1919年4月15日、京畿道華城市の提岩里の教会で、大勢の朝鮮人たちが教会に閉じ込められて殺される事件が起きた。のちに「提岩里虐殺事件」と呼ばれる現場に、智一は通訳として呼ばれていた。智一が頑なに心を閉ざしていた原因は、ここにあった。〈朝鮮で生きるからには、朝鮮語を学ぶべきだ。〉そう思い、必死に学んだ朝鮮語を、彼は「朝鮮人を殺すため」に使った。朝鮮人たちが殺されるのを目の当たりにしながら、彼は「ただ見ていただけ」だった。だからこそ、同じ過ちを繰り返したくない。そんな夫の心情を目の当たりにした妻の静子も、共に行商一行を庇った。
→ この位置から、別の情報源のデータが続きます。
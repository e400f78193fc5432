//! Central Configuration Constants
//!
//! Single source of truth for all configuration defaults.
//! To change a detection default, only edit this file.

use std::path::PathBuf;

/// App version
pub const APP_VERSION: &str = env!("CARGO_PKG_VERSION");

/// App name
pub const APP_NAME: &str = "Threat Fusion";

/// Directory name under the platform data dir
pub const DATA_DIR_NAME: &str = "threat-fusion";

/// Classifier top-class probability above which a record is anomalous
pub const DEFAULT_CONFIDENCE_THRESHOLD: f64 = 0.8;

/// Batch percentile used as the reconstruction-error threshold
pub const DEFAULT_RECONSTRUCTION_PERCENTILE: f64 = 95.0;

/// Expected outlier share when fitting the isolation forest
pub const DEFAULT_CONTAMINATION: f64 = 0.1;

/// Share of the labeled frame held out from training
pub const DEFAULT_HOLDOUT_FRACTION: f64 = 0.2;

/// Seed for the train/holdout split and every model RNG
pub const DEFAULT_SPLIT_SEED: u64 = 42;

/// Number of alerts returned by `recent` when the caller gives no limit
pub const DEFAULT_ALERT_LIMIT: usize = 10;

/// Model registry file (relative to the data dir)
pub const REGISTRY_FILE: &str = "models/registry_v1.json";

/// Alert database file (relative to the data dir)
pub const ALERT_DB_FILE: &str = "alerts.db";

/// Human-readable training report (relative to the data dir)
pub const TRAINING_REPORT_FILE: &str = "output/model_performance.txt";

// ============================================
// Helper functions to read from env with fallback
// ============================================

/// Get data directory from environment or use the platform default
pub fn get_data_dir() -> PathBuf {
    std::env::var("THREAT_FUSION_DATA_DIR")
        .map(PathBuf::from)
        .unwrap_or_else(|_| {
            dirs::data_local_dir()
                .unwrap_or_else(|| PathBuf::from("."))
                .join(DATA_DIR_NAME)
        })
}

/// Get classifier confidence threshold from environment or use default
pub fn get_confidence_threshold() -> f64 {
    env_parse("THREAT_FUSION_CONFIDENCE_THRESHOLD").unwrap_or(DEFAULT_CONFIDENCE_THRESHOLD)
}

/// Get reconstruction percentile from environment or use default
pub fn get_reconstruction_percentile() -> f64 {
    env_parse("THREAT_FUSION_RECON_PERCENTILE")
        .filter(|p: &f64| (0.0..=100.0).contains(p))
        .unwrap_or(DEFAULT_RECONSTRUCTION_PERCENTILE)
}

/// Get isolation forest contamination from environment or use default
pub fn get_contamination() -> f64 {
    env_parse("THREAT_FUSION_CONTAMINATION")
        .filter(|c: &f64| *c > 0.0 && *c < 0.5)
        .unwrap_or(DEFAULT_CONTAMINATION)
}

/// Get split seed from environment or use default
pub fn get_split_seed() -> u64 {
    env_parse("THREAT_FUSION_SPLIT_SEED").unwrap_or(DEFAULT_SPLIT_SEED)
}

fn env_parse<T: std::str::FromStr>(key: &str) -> Option<T> {
    std::env::var(key).ok().and_then(|s| s.trim().parse().ok())
}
だが、この場面で私は大きな違和感を覚えた。沼部たちを庇う人も、反対に殺そうとする人も、みんな論点が同じなのだ。彼らが「日本人」か、「朝鮮人」か。ただその一点のみが、沼部たちの生死を分ける。そのことに誰も疑念を抱いていない空気に、比喩ではなく吐き気をもよおした。そんな折、じっと無言を貫いていた沼部が立ち上がって叫んだ。

「朝鮮人だったら殺してもええんか!」

いつの時代も、正しいことを言う人から真っ先に排除される。沼部は、叫んだ直後に撲殺された。殺したのは、夫が東京で「朝鮮人に殺されたかもしれない」と不安を抱いていた女性だった。その女性には、まだ幼い赤子がいた。

一度破られた緊迫は、あっという間に狂気に飲み込まれた。体中を突き刺されて死んだ青年は、「俺は何のために生まれてきたんだ」と死の間際に呟いた。背中に赤子をおぶった母親は、「この子だけは」と懇願した。だが、村人は容赦なく子どもの命を奪った。「あんたら全員、鬼だ!」と叫んだ母親も、即座に殺され川に流された。

関東大震災の後に起きた朝鮮人・中国人の虐殺事件の犠牲者は、総勢6,000人以上といわれている。また、今回映画化された「福田村事件」のほか、千葉県の検見川で沖縄、三重、秋田出身の3人が虐殺された「検見川事件」も起きている。この件に関しても、方言の違いや地方出身者への差別意識に加えて、根本に「朝鮮人への差別」があったことは言うまでもない。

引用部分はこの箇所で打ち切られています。